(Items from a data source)
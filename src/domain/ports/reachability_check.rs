//! Reachability Check Port
//!
//! Defines the interface for asking whether the automation target is up.

/// Backend for the availability probe.
///
/// Implementations may ping the target through its scripting channel,
/// look for its process, or anything else that is cheap enough to run
/// every few seconds.
pub trait ReachabilityCheck: Send + Sync {
    /// Whether the target currently answers.
    fn is_reachable(&self) -> bool;
}

impl<F> ReachabilityCheck for F
where
    F: Fn() -> bool + Send + Sync,
{
    fn is_reachable(&self) -> bool {
        self()
    }
}
//! Dead Letter Queue
//!
//! Durable record of operations that exhausted their retries, kept for
//! inspection and bulk replay.
//!
//! The queue is a JSON array on disk. Every mutation rewrites the whole file
//! through a temporary file in the same directory that is then renamed over
//! the target, so a crash leaves either the old or the new array.

use crate::domain::entities::{DeadLetterEntry, Params};
use crate::domain::errors::DeadLetterError;
use parking_lot::Mutex;
use serde::Serialize;
use std::collections::HashMap;
use std::ffi::OsString;
use std::io::Write;
use std::path::{Path, PathBuf};
use uuid::Uuid;

/// Outcome of a bulk replay.
#[derive(Debug, Clone, Default, PartialEq, Eq, Serialize)]
pub struct ReplayReport {
    /// Entries replayed
    pub retried: usize,
    /// Entries that succeeded and were dropped
    pub succeeded: usize,
    /// Entries that failed again and stay queued
    pub failed: usize,
    /// Set when the outcome was applied in memory but the file could not
    /// be rewritten
    #[serde(skip_serializing_if = "Option::is_none")]
    pub file_error: Option<String>,
}

impl ReplayReport {
    /// Whether every replayed entry went through.
    pub fn all_succeeded(&self) -> bool {
        self.failed == 0
    }
}

/// Dead letter queue backed by a JSON file.
pub struct DeadLetterQueue {
    path: Option<PathBuf>,
    entries: Mutex<Vec<DeadLetterEntry>>,
}

impl DeadLetterQueue {
    /// Open the queue stored at `path`.
    ///
    /// A missing file yields an empty queue. A file that does not parse is
    /// moved aside to `<path>.corrupt` and the queue starts empty.
    pub fn open(path: impl Into<PathBuf>) -> Result<Self, DeadLetterError> {
        let path = path.into();
        let entries = Self::load(&path)?;

        if !entries.is_empty() {
            tracing::info!("loaded {} dead letter entries from {:?}", entries.len(), path);
        }

        Ok(Self {
            path: Some(path),
            entries: Mutex::new(entries),
        })
    }

    /// Queue that is never written to disk.
    pub fn in_memory() -> Self {
        Self {
            path: None,
            entries: Mutex::new(Vec::new()),
        }
    }

    fn load(path: &Path) -> Result<Vec<DeadLetterEntry>, DeadLetterError> {
        let raw = match std::fs::read_to_string(path) {
            Ok(raw) => raw,
            Err(e) if e.kind() == std::io::ErrorKind::NotFound => return Ok(Vec::new()),
            Err(e) => return Err(DeadLetterError::io(path, e)),
        };

        if raw.trim().is_empty() {
            return Ok(Vec::new());
        }

        match serde_json::from_str(&raw) {
            Ok(entries) => Ok(entries),
            Err(e) => {
                let quarantine = Self::quarantine_path(path);
                tracing::error!(
                    "dead letter file {:?} is unreadable ({}), moving it to {:?}",
                    path,
                    e,
                    quarantine
                );
                std::fs::rename(path, &quarantine).map_err(|e| DeadLetterError::io(path, e))?;
                Ok(Vec::new())
            }
        }
    }

    fn quarantine_path(path: &Path) -> PathBuf {
        let mut name = OsString::from(path.as_os_str());
        name.push(".corrupt");
        PathBuf::from(name)
    }

    /// Rewrite the backing file. Called with the entry lock held.
    fn persist(&self, entries: &[DeadLetterEntry]) -> Result<(), DeadLetterError> {
        let Some(path) = &self.path else {
            return Ok(());
        };

        let dir = match path.parent() {
            Some(dir) if !dir.as_os_str().is_empty() => dir.to_path_buf(),
            _ => PathBuf::from("."),
        };
        std::fs::create_dir_all(&dir).map_err(|e| DeadLetterError::io(&dir, e))?;

        let mut tmp = tempfile::NamedTempFile::new_in(&dir).map_err(|e| DeadLetterError::io(&dir, e))?;
        serde_json::to_writer_pretty(&mut tmp, entries)?;
        tmp.flush().map_err(|e| DeadLetterError::io(tmp.path(), e))?;
        tmp.as_file()
            .sync_all()
            .map_err(|e| DeadLetterError::io(tmp.path(), e))?;
        tmp.persist(path)
            .map_err(|e| DeadLetterError::io(path, e.error))?;

        Ok(())
    }

    /// Record an operation that exhausted its retries.
    pub fn add_failed_operation(
        &self,
        operation: &str,
        params: Params,
        error: &str,
        attempts: u32,
    ) -> Result<Uuid, DeadLetterError> {
        self.add(DeadLetterEntry::new(operation, params, error, attempts))
    }

    /// Queue a prepared entry and return its record id.
    ///
    /// The entry is only queued once the file has been rewritten; on error
    /// the queue is unchanged.
    pub fn add(&self, entry: DeadLetterEntry) -> Result<Uuid, DeadLetterError> {
        let id = entry.id;
        let operation = entry.operation.clone();
        let attempts = entry.attempts;
        let error = entry.error.clone();

        let mut entries = self.entries.lock();
        let mut next = entries.clone();
        next.push(entry);
        self.persist(&next)?;
        *entries = next;

        tracing::warn!(
            "added to dead letter queue: {} after {} attempts: {}",
            operation,
            attempts,
            error
        );

        Ok(id)
    }

    /// Replay every queued entry through `replay`.
    ///
    /// Works on a snapshot and does not hold the queue lock while replaying,
    /// so new failures can be queued meanwhile. Entries that succeed are
    /// dropped; entries that fail again get one more attempt counted and
    /// their error updated. A failed file rewrite is reported in
    /// `ReplayReport::file_error`.
    pub fn retry_all<F>(&self, mut replay: F) -> ReplayReport
    where
        F: FnMut(&DeadLetterEntry) -> Result<(), String>,
    {
        let snapshot = self.entries.lock().clone();
        if snapshot.is_empty() {
            return ReplayReport::default();
        }

        tracing::info!("replaying {} dead letter entries", snapshot.len());

        let outcomes: HashMap<Uuid, Result<(), String>> = snapshot
            .iter()
            .map(|entry| (entry.id, replay(entry)))
            .collect();

        let mut report = ReplayReport {
            retried: outcomes.len(),
            ..Default::default()
        };

        // Memory follows the outcomes even when the file cannot be rewritten
        let mut entries = self.entries.lock();
        entries.retain_mut(|entry| match outcomes.get(&entry.id) {
            Some(Ok(())) => {
                report.succeeded += 1;
                false
            }
            Some(Err(error)) => {
                report.failed += 1;
                entry.attempts += 1;
                entry.error = error.clone();
                true
            }
            // Queued after the snapshot was taken
            None => true,
        });

        if let Err(e) = self.persist(&entries) {
            tracing::error!("dead letter file is stale after replay: {}", e);
            report.file_error = Some(e.to_string());
        }
        drop(entries);

        tracing::info!(
            "dead letter replay finished: {} retried, {} failed",
            report.retried,
            report.failed
        );

        report
    }

    /// Snapshot of all queued entries, oldest first.
    pub fn entries(&self) -> Vec<DeadLetterEntry> {
        self.entries.lock().clone()
    }

    /// Look up one entry by record id.
    pub fn get(&self, id: Uuid) -> Option<DeadLetterEntry> {
        self.entries.lock().iter().find(|e| e.id == id).cloned()
    }

    /// Drop one entry by record id.
    pub fn remove(&self, id: Uuid) -> Result<Option<DeadLetterEntry>, DeadLetterError> {
        let mut entries = self.entries.lock();
        let Some(pos) = entries.iter().position(|e| e.id == id) else {
            return Ok(None);
        };

        let mut next = entries.clone();
        let entry = next.remove(pos);
        self.persist(&next)?;
        *entries = next;
        Ok(Some(entry))
    }

    /// Drop every entry. Returns how many were removed.
    pub fn clear(&self) -> Result<usize, DeadLetterError> {
        let mut entries = self.entries.lock();
        let removed = entries.len();
        self.persist(&[])?;
        entries.clear();
        Ok(removed)
    }

    pub fn len(&self) -> usize {
        self.entries.lock().len()
    }

    pub fn is_empty(&self) -> bool {
        self.entries.lock().is_empty()
    }

    /// Backing file, if any.
    pub fn path(&self) -> Option<&Path> {
        self.path.as_deref()
    }
}
//! Infrastructure Layer
//!
//! The resilience components that sit between callers and the automation target.

pub mod availability_probe;
pub mod circuit_breaker;
pub mod dead_letter_queue;
pub mod rate_limiter;
pub mod result_cache;
pub mod retry_executor;

pub use availability_probe::{AvailabilityProbe, ProbeConfig};
pub use circuit_breaker::{CircuitBreaker, CircuitBreakerConfig, CircuitMetrics, CircuitState};
pub use dead_letter_queue::{DeadLetterQueue, ReplayReport};
pub use rate_limiter::{RateLimitConfig, RateLimiter};
pub use result_cache::{CacheStats, CacheTtlTable, ResultCache};
pub use retry_executor::{DeadLetterTarget, JitterRange, RetryExecutor, RetryPolicy};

**EXERCISE OBJECTIVE:**
Between the first line of the entries above and the line with "use crate::domain::errors::DeadLetterError;", both included, copy every line exactly and nothing outside that range.

**ANSWER:**
filename src/domain/ports/reachability_check.rs
//! Reachability Check Port
//!
//! Defines the interface for asking whether the automation target is up.

/// Backend for the availability probe.
///
/// Implementations may ping the target through its scripting channel,
/// look for its process, or anything else that is cheap enough to run
/// every few seconds.
pub trait ReachabilityCheck: Send + Sync {
    /// Whether the target currently answers.
    fn is_reachable(&self) -> bool;
}

impl<F> ReachabilityCheck for F
where
    F: Fn() -> bool + Send + Sync,
{
    fn is_reachable(&self) -> bool {
        self()
    }
}
//! Dead Letter Queue
//!
//! Durable record of operations that exhausted their retries, kept for
//! inspection and bulk replay.
//!
//! The queue is a JSON array on disk. Every mutation rewrites the whole file
//! through a temporary file in the same directory that is then renamed over
//! the target, so a crash leaves either the old or the new array.

use crate::domain::entities::{DeadLetterEntry, Params};
use crate::domain::errors::DeadLetterError;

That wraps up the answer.